The Woman's Hospital of Philadelphia was established in 1861 to provide clinical experience for Woman's Medical College of Pennsylvania students, a group of Quaker women, particularly Ann Preston.

==History==
Its purposes were to “establish in Philadelphia, a Hospital for the treatment of diseases of women and children, and for obstetrical cases; furnishing at the same time facilities for clinical instruction to women engaged in the study of medicine, and for the practical training of nurses; the chief resident physician to be a woman.” Though most medical care in the 19th century occurred at home or in a practitioner's office, the “teaching hospital” could provide, as clinical material, many patients gathered in one place for some time, who could be examined while the course of their diseases was observed.

Woman's Hospital accepted its first patient, to the Lying In Department (maternity), on December 16, 1861. By April 1862, twelve patients occupied beds. The Woman's Hospital grew steadily; by 1875 it housed 37 beds, treated nearly 2,000 patients at their homes (home visits were carried out largely by students), and saw more than 3,000 visitors in its dispensary. Women and children were admitted “without regard to their religious belief, nationality, or color.” They generally did not accept pregnant women who were unwed. At least one woman staff physician pleaded for “sympathizing care,” saying it could do more to change a life than moralistic rejection.

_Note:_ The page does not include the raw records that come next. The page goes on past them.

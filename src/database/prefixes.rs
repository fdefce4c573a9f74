//! Command prefix rules.

use crate::error::{Error, Result};

/// Most prefixes a guild may configure.
pub const MAX_PREFIXES: usize = 50;

/// Longest prefix accepted, in characters.
pub const MAX_PREFIX_LEN: usize = 20;

/// Deduplicate and validate a guild's prefix list.
///
/// Keeps the first occurrence of each prefix. An empty list is allowed and
/// leaves only the mention prefixes active.
///
/// # Errors
/// `Error::InvalidPrefixes` when the list or one of its entries breaks a rule.
pub fn normalize_prefixes(prefixes: Vec<String>) -> Result<Vec<String>> {
    let mut unique: Vec<String> = Vec::with_capacity(prefixes.len());
    for prefix in prefixes {
        if !unique.contains(&prefix) {
            unique.push(prefix);
        }
    }

    if unique.len() > MAX_PREFIXES {
        return Err(invalid(format!("at most {MAX_PREFIXES} prefixes can be set")));
    }

    for prefix in &unique {
        if prefix.is_empty() {
            return Err(invalid("prefix cannot be empty"));
        }
        if prefix.chars().count() > MAX_PREFIX_LEN {
            return Err(invalid(format!(
                "prefix cannot be longer than {MAX_PREFIX_LEN} characters"
            )));
        }
        if prefix.contains('`') {
            return Err(invalid("prefix cannot contain `"));
        }
        if prefix.ends_with('\\') {
            return Err(invalid("prefix cannot end with \\"));
        }
    }

    Ok(unique)
}

/// Prefixes that address the bot by mention, in both mention syntaxes.
pub fn mention_prefixes(bot_user_id: u64) -> [String; 2] {
    [format!("<@{bot_user_id}>"), format!("<@!{bot_user_id}>")]
}

fn invalid(reason: impl Into<String>) -> Error {
    Error::InvalidPrefixes(reason.into())
}
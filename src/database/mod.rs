//! Database module exports.

mod config_store;
mod id;
mod memory;
mod mongo;
pub mod prefixes;
mod store;

pub use config_store::{
    BOT_CONFIG_COLLECTION, ConfigStore, GUILD_CONFIG_COLLECTION, NAME_HISTORY_COLLECTION,
    NAME_HISTORY_PAGE_SIZE, NameHistoryPage,
};
pub use id::DocumentId;
pub use memory::MemoryStore;
pub use mongo::Database;
pub use store::{DocumentStore, Update};
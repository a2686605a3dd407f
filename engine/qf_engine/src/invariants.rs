#![allow(dead_code)]

use crate::types::{SimulationConfig, SimulationResult};

/// Relative tolerance for floating-point comparisons across a rescale.
pub const TOLERANCE: f64 = 1e-6;

pub fn assert_close(actual: f64, expected: f64, what: &str) {
    let tol = TOLERANCE * expected.abs().max(1.0);
    assert!(
        (actual - expected).abs() <= tol,
        "{what}: expected {expected}, got {actual}"
    );
}

/// Pool conservation: whenever anything was distributed at all, the total
/// matching equals the effective pool.
pub fn assert_pool_conserved(result: &SimulationResult, config: &SimulationConfig) {
    if result.total_matching > 0.0 {
        assert_close(
            result.total_matching,
            config.effective_pool(),
            "total matching",
        );
    }
}

/// Matching is never negative, for any formula and any input.
pub fn assert_matching_non_negative(result: &SimulationResult) {
    for project in &result.projects {
        assert!(
            project.matching_amount >= 0.0,
            "project {} has negative matching ({})",
            project.project_id,
            project.matching_amount
        );
    }
}

/// Funding identity: `total_funding == contributions + matching_amount`
/// for every project, after every stage.
pub fn assert_funding_identity(result: &SimulationResult) {
    for project in &result.projects {
        assert_close(
            project.total_funding,
            project.contributions + project.matching_amount,
            &format!("total funding of project {}", project.project_id),
        );
    }
}

/// The reported total is the sum of the per-project amounts.
pub fn assert_total_consistent(result: &SimulationResult) {
    let sum: f64 = result.projects.iter().map(|p| p.matching_amount).sum();
    assert_close(result.total_matching, sum, "reported total matching");
}

/// Run all stateless result invariants.
pub fn assert_result_invariants(result: &SimulationResult) {
    assert_matching_non_negative(result);
    assert_funding_identity(result);
    assert_total_consistent(result);
}
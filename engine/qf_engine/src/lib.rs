//! # Quadratic Funding Matching Engine
//!
//! Core library of the **Sustained** civic funding platform. Takes a set
//! of donations across several projects and a fixed matching pool, and
//! distributes the pool according to one of four quadratic-funding
//! formulas, optionally filtered by anti-collusion and verification
//! rules, boosted by incentive multipliers, and re-partitioned across
//! project categories.
//!
//! | Stage                      | Module           | Enabled by                 |
//! |----------------------------|------------------|----------------------------|
//! | Donation filtering         | [`filter`]       | `enable_anti_collusion`, `enable_verification` |
//! | Matching formula + rescale | [`formula`]      | always                     |
//! | Incentive adjustment       | [`incentives`]   | `enable_incentives`        |
//! | Categorical reallocation   | [`categories`]   | `categorical_allocation`   |
//!
//! ## Architecture
//!
//! [`simulate`] is a stateless pure function: it takes the full
//! `(projects, donors, donations, config)` tuple, validates the
//! configuration, and recomputes a fresh [`SimulationResult`] from
//! scratch. Data flows strictly forward through the stages; each stage
//! consumes the previous stage's result and produces a new one, with no
//! shared mutable state. Callers that serve concurrent requests can
//! invoke it from any number of threads.
//!
//! Degenerate input is not an error: zero valid donations, a zero raw
//! matching sum, or a category with zero matching all produce well-defined
//! zero/unchanged results. The only failure mode is invalid configuration,
//! rejected up front with a descriptive [`EngineError`].

use std::collections::{HashMap, HashSet};

use thiserror::Error;
use tracing::{debug, warn};

mod categories;
mod filter;
mod formula;
pub mod generator;
mod incentives;
mod types;

#[cfg(test)]
mod invariants;
#[cfg(test)]
mod test_filters;

pub use filter::{detect_collusion, is_verified};
pub use types::{
    CollusionThresholds, Donation, Donor, DonorInfluence, Formula, Project,
    ProjectMatchingResult, SimulationConfig, SimulationResult, VerificationLevel,
};

/// Invalid-configuration errors, rejected before any computation runs.
#[derive(Debug, Error)]
pub enum EngineError {
    #[error("matching pool must be positive and finite, got {0}")]
    InvalidPool(f64),

    #[error("reserved fraction must be in [0, 1), got {0}")]
    InvalidReservedFraction(f64),

    #[error("formula parameter `{name}` must be positive and finite, got {value}")]
    NonPositiveParameter { name: &'static str, value: f64 },

    #[error("declining exponent must be in (0, 1), got {0}")]
    ExponentOutOfRange(f64),
}

/// Run one full simulation.
///
/// Applies the four stages in order — filter, formula, incentives,
/// categorical reallocation — per the config toggles, and returns a fresh
/// result. The inputs are never mutated.
///
/// Donations referencing an unknown project or donor, or carrying a
/// non-positive amount, are logged and excluded rather than failing the
/// run: a data-integrity warning, not a hard error.
pub fn simulate(
    projects: &[Project],
    donors: &[Donor],
    donations: &[Donation],
    config: &SimulationConfig,
) -> Result<SimulationResult, EngineError> {
    config.validate()?;

    let donor_index: HashMap<&str, &Donor> =
        donors.iter().map(|d| (d.id.as_str(), d)).collect();
    let known = drop_dangling(projects, &donor_index, donations);

    let flagged = if config.enable_anti_collusion {
        filter::detect_collusion(&known, &config.collusion)
    } else {
        Vec::new()
    };

    let valid = filter::valid_donations(&known, &donor_index, &flagged, config);
    debug!(
        total = donations.len(),
        valid = valid.len(),
        flagged = flagged.len(),
        "donation filter stage complete"
    );

    let mut result = formula::run(projects, &valid, config);
    result.flagged_donations = flagged;

    if config.enable_incentives {
        result = incentives::apply(result, donors, &valid, config);
    }

    if config.categorical_allocation {
        result = categories::apply(result, projects, config);
    }

    debug!(
        total_matching = result.total_matching,
        reserved = result.reserved_funds,
        "simulation complete"
    );
    Ok(result)
}

/// Exclude donations that reference an unknown project or donor, or carry
/// a non-positive or non-finite amount.
fn drop_dangling(
    projects: &[Project],
    donor_index: &HashMap<&str, &Donor>,
    donations: &[Donation],
) -> Vec<Donation> {
    let project_ids: HashSet<&str> = projects.iter().map(|p| p.id.as_str()).collect();

    donations
        .iter()
        .filter(|d| {
            if !project_ids.contains(d.project_id.as_str()) {
                warn!(
                    donation = %d.id,
                    project = %d.project_id,
                    "donation references unknown project; excluded from matching"
                );
                return false;
            }
            if !donor_index.contains_key(d.donor_id.as_str()) {
                warn!(
                    donation = %d.id,
                    donor = %d.donor_id,
                    "donation references unknown donor; excluded from matching"
                );
                return false;
            }
            if !(d.amount.is_finite() && d.amount > 0.0) {
                warn!(
                    donation = %d.id,
                    amount = d.amount,
                    "donation amount is not positive; excluded from matching"
                );
                return false;
            }
            true
        })
        .cloned()
        .collect()
}
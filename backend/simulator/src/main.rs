//! Matching simulation service — entry point.
//!
//! Exposes the quadratic-funding matching engine over a small Axum REST
//! API. Every `POST /simulate` request carries the full `(projects,
//! donors, donations, config)` tuple and is computed statelessly;
//! completed runs are recorded to SQLite and browsable via `GET /runs`.

mod api;
mod config;
mod db;
mod errors;

use std::sync::Arc;

use axum::{
    routing::{get, post},
    Router,
};
use tower_http::cors::CorsLayer;
use tower_http::trace::TraceLayer;
use tracing::info;
use tracing_subscriber::EnvFilter;

use config::Config;

#[tokio::main]
async fn main() -> anyhow::Result<()> {
    // Initialise structured logging (RUST_LOG controls verbosity).
    tracing_subscriber::fmt()
        .with_env_filter(EnvFilter::from_default_env())
        .init();

    // Load optional .env file (ignored if missing).
    let _ = dotenvy::dotenv();

    // Load config from environment.
    let config = Config::from_env().map_err(|e| anyhow::anyhow!("{e}"))?;

    // Set up the SQLite connection pool and run migrations.
    let pool = db::init_pool(&config.database_url).await?;

    let state = Arc::new(api::ApiState { pool });

    let app = Router::new()
        .route("/health", get(api::health))
        .route("/simulate", post(api::post_simulate))
        .route("/runs", get(api::get_runs))
        .route("/runs/:id", get(api::get_run))
        .layer(CorsLayer::permissive())
        .layer(TraceLayer::new_for_http())
        .with_state(state);

    let addr = format!("0.0.0.0:{}", config.api_port);
    info!("API listening on http://{addr}");

    let listener = tokio::net::TcpListener::bind(&addr).await?;
    axum::serve(listener, app).await?;

    Ok(())
}
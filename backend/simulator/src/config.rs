//! Application configuration loaded from environment variables.

use crate::errors::{Result, SimulatorError};

#[derive(Debug, Clone)]
pub struct Config {
    /// Path to the SQLite database file holding recorded runs
    pub database_url: String,
    /// Port for the REST API server
    pub api_port: u16,
}

impl Config {
    pub fn from_env() -> Result<Self> {
        Ok(Config {
            database_url: env_var("DATABASE_URL")
                .unwrap_or_else(|_| "sqlite:./simulations.db".to_string()),
            api_port: env_var("API_PORT")
                .unwrap_or_else(|_| "3001".to_string())
                .parse()
                .map_err(|_| SimulatorError::Config("Invalid API_PORT".to_string()))?,
        })
    }
}

fn env_var(key: &str) -> Result<String> {
    std::env::var(key).map_err(|_| SimulatorError::Config(format!("Missing env var: {key}")))
}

In 1867, the Female Medical College of Pennsylvania legally changed its name to Woman's Medical College of Pennsylvania. In 1874, the college began construction of its own building, thanks to an earlier bequest of Isaac Barton, one of the corporators. The new location was adjacent to the Woman's Hospital of Pennsylvania on North College Avenue. The architecture contract was given to Addison Hutton. In 1888, Dr. Anna Broomall established the hospital's outpatient maternity clinic (the first in the United States).